Activity: Copy out each line below in which the string "Option" appears.

---+---

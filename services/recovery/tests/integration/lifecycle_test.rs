use std::sync::atomic::Ordering;

use busbar_domain::pagination::Page;
use busbar_domain::temporality::Temporality;
use busbar_recovery::domain::types::{FailureState, ScheduledRetry};
use busbar_recovery::error::RecoveryError;
use busbar_recovery::usecase::query::{GetFailureUseCase, ListFailuresByStateUseCase};
use busbar_recovery::usecase::replay::{ORIGIN_SERVICE_HEADER, TARGET_SERVICE_HEADER};
use busbar_recovery::usecase::sync::SynchronizeTasksUseCase;
use chrono::Utc;
use uuid::Uuid;

use crate::helpers::{Harness, MockRecordRepo, TestLifecycle, stored_event, stored_record};

fn synchronizer(harness: &Harness) -> SynchronizeTasksUseCase<MockRecordRepo, TestLifecycle> {
    SynchronizeTasksUseCase {
        records: harness.lifecycle.records.clone(),
        driver: harness.lifecycle.clone(),
        chunk_size: 10,
        max_chunks: 3,
    }
}

// ── Manual resend ────────────────────────────────────────────────────────────

#[tokio::test]
async fn should_finalize_a_pending_record_on_manual_resend() {
    let harness = Harness::new();
    let event = stored_event();
    harness.seed_event(event.clone());
    let record = stored_record(event.id, FailureState::RetryPending);
    harness.seed_record(record.clone());
    let now = Utc::now();
    harness.seed_retry(ScheduledRetry::new(
        record.id,
        now + chrono::Duration::seconds(30),
        now,
    ));

    harness.lifecycle.manual_resend(record.id).await.unwrap();

    assert_eq!(
        harness.record(record.id).state,
        FailureState::RetriedAfterTemporary
    );

    // The causing message went back out on its origin cluster, byte-exact,
    // with the replay markers appended.
    let sent = harness.bus_sent.lock().unwrap();
    assert_eq!(sent.len(), 1);
    assert_eq!(sent[0].cluster, "main");
    assert_eq!(sent[0].topic, "order-events");
    assert_eq!(sent[0].key, event.key);
    assert_eq!(sent[0].payload, event.payload);
    let header = |name: &str| {
        sent[0]
            .headers
            .iter()
            .find(|h| h.name == name)
            .unwrap_or_else(|| panic!("missing header {name}"))
            .value
            .clone()
    };
    assert_eq!(header(TARGET_SERVICE_HEADER), b"billing");
    assert_eq!(header(ORIGIN_SERVICE_HEADER), b"recovery");

    // The manual resend superseded the scheduled one.
    assert!(harness.retries.lock().unwrap().iter().all(|r| r.cancelled));

    let audits = harness.audits.lock().unwrap();
    assert_eq!(audits.len(), 1);
    assert_eq!(audits[0].action, "RESEND");
    assert_eq!(audits[0].record_id, record.id);
}

#[tokio::test]
async fn should_finalize_an_awaiting_task_record_on_manual_resend() {
    let harness = Harness::new();
    let event = stored_event();
    harness.seed_event(event.clone());
    let record = stored_record(event.id, FailureState::AwaitingManualTask);
    harness.seed_record(record.clone());

    harness.lifecycle.manual_resend(record.id).await.unwrap();

    assert_eq!(
        harness.record(record.id).state,
        FailureState::RetriedAfterPermanent
    );
    assert!(harness.created_tasks.lock().unwrap().is_empty());
    assert!(harness.closed_tasks.lock().unwrap().is_empty());
}

#[tokio::test]
async fn should_close_the_task_when_resending_an_open_task_record() {
    let harness = Harness::new();
    let event = stored_event();
    harness.seed_event(event.clone());
    let mut record = stored_record(event.id, FailureState::OpenManualTask);
    let task_id = Uuid::now_v7();
    record.task_id = Some(task_id);
    harness.seed_record(record.clone());

    harness.lifecycle.manual_resend(record.id).await.unwrap();

    assert_eq!(
        harness.record(record.id).state,
        FailureState::RetriedAfterPermanent
    );
    assert_eq!(*harness.closed_tasks.lock().unwrap(), vec![task_id]);
    assert_eq!(harness.bus_sent.lock().unwrap().len(), 1);
}

#[tokio::test]
async fn should_park_the_close_and_let_the_synchronizer_finish_it() {
    let harness = Harness::new();
    let event = stored_event();
    harness.seed_event(event.clone());
    let mut record = stored_record(event.id, FailureState::OpenManualTask);
    let task_id = Uuid::now_v7();
    record.task_id = Some(task_id);
    harness.seed_record(record.clone());
    harness.task_system_down.store(true, Ordering::SeqCst);

    // The resend itself succeeds; only the task close stays pending.
    harness.lifecycle.manual_resend(record.id).await.unwrap();
    assert_eq!(
        harness.record(record.id).state,
        FailureState::AwaitingTaskClose
    );
    assert!(harness.closed_tasks.lock().unwrap().is_empty());

    harness.task_system_down.store(false, Ordering::SeqCst);
    let moved = synchronizer(&harness).execute().await.unwrap();

    assert_eq!(moved, 1);
    assert_eq!(
        harness.record(record.id).state,
        FailureState::RetriedAfterPermanent
    );
    assert_eq!(*harness.closed_tasks.lock().unwrap(), vec![task_id]);
}

#[tokio::test]
async fn should_open_parked_tasks_when_the_synchronizer_runs() {
    let harness = Harness::new();
    let event = stored_event();
    harness.seed_event(event.clone());
    let record = stored_record(event.id, FailureState::AwaitingManualTask);
    harness.seed_record(record.clone());

    let moved = synchronizer(&harness).execute().await.unwrap();

    assert_eq!(moved, 1);
    let stored = harness.record(record.id);
    assert_eq!(stored.state, FailureState::OpenManualTask);
    assert!(stored.task_id.is_some());
    assert_eq!(harness.created_tasks.lock().unwrap().len(), 1);
}

#[tokio::test]
async fn should_reject_a_resend_of_a_finalized_record() {
    let harness = Harness::new();
    let event = stored_event();
    harness.seed_event(event.clone());
    let record = stored_record(event.id, FailureState::RetriedAfterTemporary);
    harness.seed_record(record.clone());

    let err = harness.lifecycle.manual_resend(record.id).await.unwrap_err();

    assert!(matches!(
        err,
        RecoveryError::NotRetryable(FailureState::RetriedAfterTemporary)
    ));
    assert!(harness.bus_sent.lock().unwrap().is_empty());
}

#[tokio::test]
async fn should_report_an_unknown_record_on_resend() {
    let harness = Harness::new();
    let err = harness
        .lifecycle
        .manual_resend(Uuid::now_v7())
        .await
        .unwrap_err();
    assert!(matches!(err, RecoveryError::RecordNotFound));
}

#[tokio::test]
async fn should_route_a_resend_during_task_deletion_by_temporality() {
    let harness = Harness::new();
    let event = stored_event();
    harness.seed_event(event.clone());

    let mut temporary = stored_record(event.id, FailureState::AwaitingTaskDelete);
    temporary.temporality = Temporality::Temporary;
    harness.seed_record(temporary.clone());
    harness.lifecycle.mark_retried(&mut temporary).await.unwrap();
    assert_eq!(temporary.state, FailureState::RetriedAfterTemporary);

    let mut permanent = stored_record(event.id, FailureState::AwaitingTaskDelete);
    harness.seed_record(permanent.clone());
    harness.lifecycle.mark_retried(&mut permanent).await.unwrap();
    assert_eq!(permanent.state, FailureState::RetriedAfterPermanent);

    let mut unknown = stored_record(event.id, FailureState::AwaitingTaskDelete);
    unknown.temporality = Temporality::Unknown;
    harness.seed_record(unknown.clone());
    let err = harness.lifecycle.mark_retried(&mut unknown).await.unwrap_err();
    assert!(matches!(
        err,
        RecoveryError::NotRetryable(FailureState::AwaitingTaskDelete)
    ));
}

// ── Delete ───────────────────────────────────────────────────────────────────

#[tokio::test]
async fn should_close_a_pending_record_and_cancel_its_retry_on_delete() {
    let harness = Harness::new();
    let event = stored_event();
    harness.seed_event(event.clone());
    let record = stored_record(event.id, FailureState::RetryPending);
    harness.seed_record(record.clone());
    let now = Utc::now();
    harness.seed_retry(ScheduledRetry::new(
        record.id,
        now + chrono::Duration::seconds(30),
        now,
    ));

    harness
        .lifecycle
        .delete(record.id, Some("  superseded by manual fix  "))
        .await
        .unwrap();

    let stored = harness.record(record.id);
    assert_eq!(stored.state, FailureState::Closed);
    assert_eq!(stored.closing_reason.as_deref(), Some("superseded by manual fix"));
    assert!(harness.retries.lock().unwrap().iter().all(|r| r.cancelled));
    assert!(harness.bus_sent.lock().unwrap().is_empty());

    let audits = harness.audits.lock().unwrap();
    assert_eq!(audits.len(), 1);
    assert_eq!(audits[0].action, "DELETE");
    assert_eq!(audits[0].state, FailureState::Closed);
    assert_eq!(audits[0].reason.as_deref(), Some("superseded by manual fix"));
}

#[tokio::test]
async fn should_close_an_awaiting_task_record_on_delete() {
    let harness = Harness::new();
    let event = stored_event();
    harness.seed_event(event.clone());
    let record = stored_record(event.id, FailureState::AwaitingManualTask);
    harness.seed_record(record.clone());

    harness.lifecycle.delete(record.id, None).await.unwrap();

    let stored = harness.record(record.id);
    assert_eq!(stored.state, FailureState::Closed);
    assert_eq!(stored.closing_reason, None);
}

#[tokio::test]
async fn should_chain_a_task_delete_for_an_open_task_record() {
    let harness = Harness::new();
    let event = stored_event();
    harness.seed_event(event.clone());
    let mut record = stored_record(event.id, FailureState::OpenManualTask);
    let task_id = Uuid::now_v7();
    record.task_id = Some(task_id);
    harness.seed_record(record.clone());

    harness
        .lifecycle
        .delete(record.id, Some("not reproducible"))
        .await
        .unwrap();

    assert_eq!(harness.record(record.id).state, FailureState::Closed);
    assert_eq!(*harness.closed_tasks.lock().unwrap(), vec![task_id]);

    // The audit entry is written at the deletion decision, while the task
    // close was still outstanding.
    let audits = harness.audits.lock().unwrap();
    assert_eq!(audits.len(), 1);
    assert_eq!(audits[0].state, FailureState::AwaitingTaskDelete);
}

#[tokio::test]
async fn should_park_the_task_delete_and_let_the_synchronizer_finish_it() {
    let harness = Harness::new();
    let event = stored_event();
    harness.seed_event(event.clone());
    let mut record = stored_record(event.id, FailureState::OpenManualTask);
    let task_id = Uuid::now_v7();
    record.task_id = Some(task_id);
    harness.seed_record(record.clone());
    harness.task_system_down.store(true, Ordering::SeqCst);

    harness.lifecycle.delete(record.id, None).await.unwrap();
    assert_eq!(
        harness.record(record.id).state,
        FailureState::AwaitingTaskDelete
    );

    harness.task_system_down.store(false, Ordering::SeqCst);
    let moved = synchronizer(&harness).execute().await.unwrap();

    assert_eq!(moved, 1);
    assert_eq!(harness.record(record.id).state, FailureState::Closed);
    assert_eq!(*harness.closed_tasks.lock().unwrap(), vec![task_id]);
}

#[tokio::test]
async fn should_reject_an_oversized_closing_reason() {
    let harness = Harness::new();
    let event = stored_event();
    harness.seed_event(event.clone());
    let record = stored_record(event.id, FailureState::RetryPending);
    harness.seed_record(record.clone());

    let err = harness
        .lifecycle
        .delete(record.id, Some(&"x".repeat(1001)))
        .await
        .unwrap_err();

    assert_eq!(err.kind(), "VALIDATION");
    assert_eq!(harness.record(record.id).state, FailureState::RetryPending);
}

#[tokio::test]
async fn should_drop_a_blank_closing_reason() {
    let harness = Harness::new();
    let event = stored_event();
    harness.seed_event(event.clone());
    let record = stored_record(event.id, FailureState::AwaitingManualTask);
    harness.seed_record(record.clone());

    harness.lifecycle.delete(record.id, Some("   ")).await.unwrap();

    assert_eq!(harness.record(record.id).closing_reason, None);
}

#[tokio::test]
async fn should_reject_delete_in_final_or_transitional_states() {
    let harness = Harness::new();
    let event = stored_event();
    harness.seed_event(event.clone());
    let states = [
        FailureState::RetriedAfterTemporary,
        FailureState::AwaitingTaskClose,
        FailureState::RetriedAfterPermanent,
        FailureState::AwaitingTaskDelete,
        FailureState::Closed,
    ];

    for state in states {
        let record = stored_record(event.id, state);
        harness.seed_record(record.clone());
        let err = harness.lifecycle.delete(record.id, None).await.unwrap_err();
        assert!(
            matches!(err, RecoveryError::NotDeletable(s) if s == state),
            "unexpected error for {state}: {err}"
        );
    }
    assert!(harness.audits.lock().unwrap().is_empty());
}

#[tokio::test]
async fn should_report_an_unknown_record_on_delete() {
    let harness = Harness::new();
    let err = harness
        .lifecycle
        .delete(Uuid::now_v7(), None)
        .await
        .unwrap_err();
    assert!(matches!(err, RecoveryError::RecordNotFound));
}

// ── Admin queries ────────────────────────────────────────────────────────────

#[tokio::test]
async fn should_page_failures_by_state_with_the_overall_count() {
    let harness = Harness::new();
    let event = stored_event();
    harness.seed_event(event.clone());
    for _ in 0..3 {
        harness.seed_record(stored_record(event.id, FailureState::RetryPending));
    }
    harness.seed_record(stored_record(event.id, FailureState::Closed));

    let usecase = ListFailuresByStateUseCase {
        records: harness.lifecycle.records.clone(),
    };
    let page = usecase
        .execute(FailureState::RetryPending, Page::new(1, 2))
        .await
        .unwrap();

    assert_eq!(page.records.len(), 2);
    assert_eq!(page.total, 3);
    assert!(page.records.iter().all(|r| r.state == FailureState::RetryPending));
}

#[tokio::test]
async fn should_get_a_stored_failure_by_id() {
    let harness = Harness::new();
    let event = stored_event();
    harness.seed_event(event.clone());
    let record = stored_record(event.id, FailureState::RetryPending);
    harness.seed_record(record.clone());

    let usecase = GetFailureUseCase {
        records: harness.lifecycle.records.clone(),
    };
    let found = usecase.execute(record.id).await.unwrap();
    assert_eq!(found.id, record.id);

    let err = usecase.execute(Uuid::now_v7()).await.unwrap_err();
    assert!(matches!(err, RecoveryError::RecordNotFound));
}
use anyhow::Context as _;
use reqwest::{Client, StatusCode};
use serde::{Deserialize, Serialize};

use busbar_domain::report::Header;
use busbar_domain::trace::TraceContext;

use crate::domain::repository::{BusSender, ReportSource};
use crate::domain::types::{IncomingEnvelope, OutboundRecord};
use crate::error::BusError;

// ── Send side ────────────────────────────────────────────────────────────────

/// REST client for the message-bus gateway's produce endpoint.
///
/// The gateway owns the actual broker connections per cluster; this
/// service only ever speaks HTTP to it.
#[derive(Clone)]
pub struct GatewayBusClient {
    client: Client,
    base_url: String,
}

impl GatewayBusClient {
    pub fn new(client: Client, base_url: &str) -> Self {
        Self {
            client,
            base_url: base_url.trim_end_matches('/').to_owned(),
        }
    }
}

#[derive(Serialize)]
struct SendRecordBody<'a> {
    cluster: &'a str,
    topic: &'a str,
    key: Option<&'a [u8]>,
    payload: &'a [u8],
    headers: Vec<WireHeader<'a>>,
    trace: Option<&'a TraceContext>,
}

#[derive(Serialize)]
struct WireHeader<'a> {
    name: &'a str,
    value: &'a [u8],
}

impl BusSender for GatewayBusClient {
    async fn send(&self, record: &OutboundRecord) -> Result<(), BusError> {
        let body = SendRecordBody {
            cluster: &record.cluster,
            topic: &record.topic,
            key: record.key.as_deref(),
            payload: &record.payload,
            headers: record
                .headers
                .iter()
                .map(|h| WireHeader {
                    name: &h.name,
                    value: &h.value,
                })
                .collect(),
            trace: record.trace.as_ref(),
        };
        self.client
            .post(format!("{}/records", self.base_url))
            .json(&body)
            .send()
            .await
            .context("send record to bus gateway")
            .map_err(BusError::Send)?
            .error_for_status()
            .context("bus gateway send status")
            .map_err(BusError::Send)?;
        Ok(())
    }
}

// ── Consume side ─────────────────────────────────────────────────────────────

/// Pull consumer over the gateway's poll/ack endpoints.
///
/// One envelope is in flight at a time; `ack` settles the receipt handed
/// out by the last successful poll.
pub struct GatewayReportSource {
    client: Client,
    base_url: String,
    topic: String,
    group: String,
    pending_receipt: Option<String>,
}

impl GatewayReportSource {
    pub fn new(client: Client, base_url: &str, topic: &str, group: &str) -> Self {
        Self {
            client,
            base_url: base_url.trim_end_matches('/').to_owned(),
            topic: topic.to_owned(),
            group: group.to_owned(),
            pending_receipt: None,
        }
    }
}

#[derive(Deserialize)]
struct PolledRecord {
    topic: String,
    #[serde(default)]
    partition: Option<i32>,
    #[serde(default)]
    offset: Option<i64>,
    key: Option<Vec<u8>>,
    payload: Vec<u8>,
    #[serde(default)]
    headers: Vec<PolledHeader>,
    receipt: String,
}

#[derive(Deserialize)]
struct PolledHeader {
    name: String,
    value: Vec<u8>,
}

impl ReportSource for GatewayReportSource {
    async fn next(&mut self) -> Result<Option<IncomingEnvelope>, BusError> {
        let response = self
            .client
            .post(format!("{}/topics/{}/poll", self.base_url, self.topic))
            .query(&[("group", self.group.as_str())])
            .send()
            .await
            .context("poll bus gateway")
            .map_err(BusError::Receive)?;
        if response.status() == StatusCode::NO_CONTENT {
            return Ok(None);
        }
        let response = response
            .error_for_status()
            .context("bus gateway poll status")
            .map_err(BusError::Receive)?;
        let polled: PolledRecord = response
            .json()
            .await
            .context("decode polled record")
            .map_err(BusError::Receive)?;
        self.pending_receipt = Some(polled.receipt);
        Ok(Some(IncomingEnvelope {
            topic: polled.topic,
            partition: polled.partition,
            offset: polled.offset,
            key: polled.key,
            payload: polled.payload,
            headers: polled
                .headers
                .into_iter()
                .map(|h| Header::new(h.name, h.value))
                .collect(),
        }))
    }

    async fn ack(&mut self) -> Result<(), BusError> {
        let Some(receipt) = self.pending_receipt.take() else {
            return Ok(());
        };
        self.client
            .post(format!("{}/receipts/{receipt}/ack", self.base_url))
            .send()
            .await
            .context("acknowledge receipt")
            .map_err(BusError::Receive)?
            .error_for_status()
            .context("acknowledge status")
            .map_err(BusError::Receive)?;
        Ok(())
    }
}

---+---

The answer:
    key: Option<&'a [u8]>,
    trace: Option<&'a TraceContext>,
    pending_receipt: Option<String>,
    partition: Option<i32>,
    offset: Option<i64>,
    key: Option<Vec<u8>>,
    async fn next(&mut self) -> Result<Option<IncomingEnvelope>, BusError> {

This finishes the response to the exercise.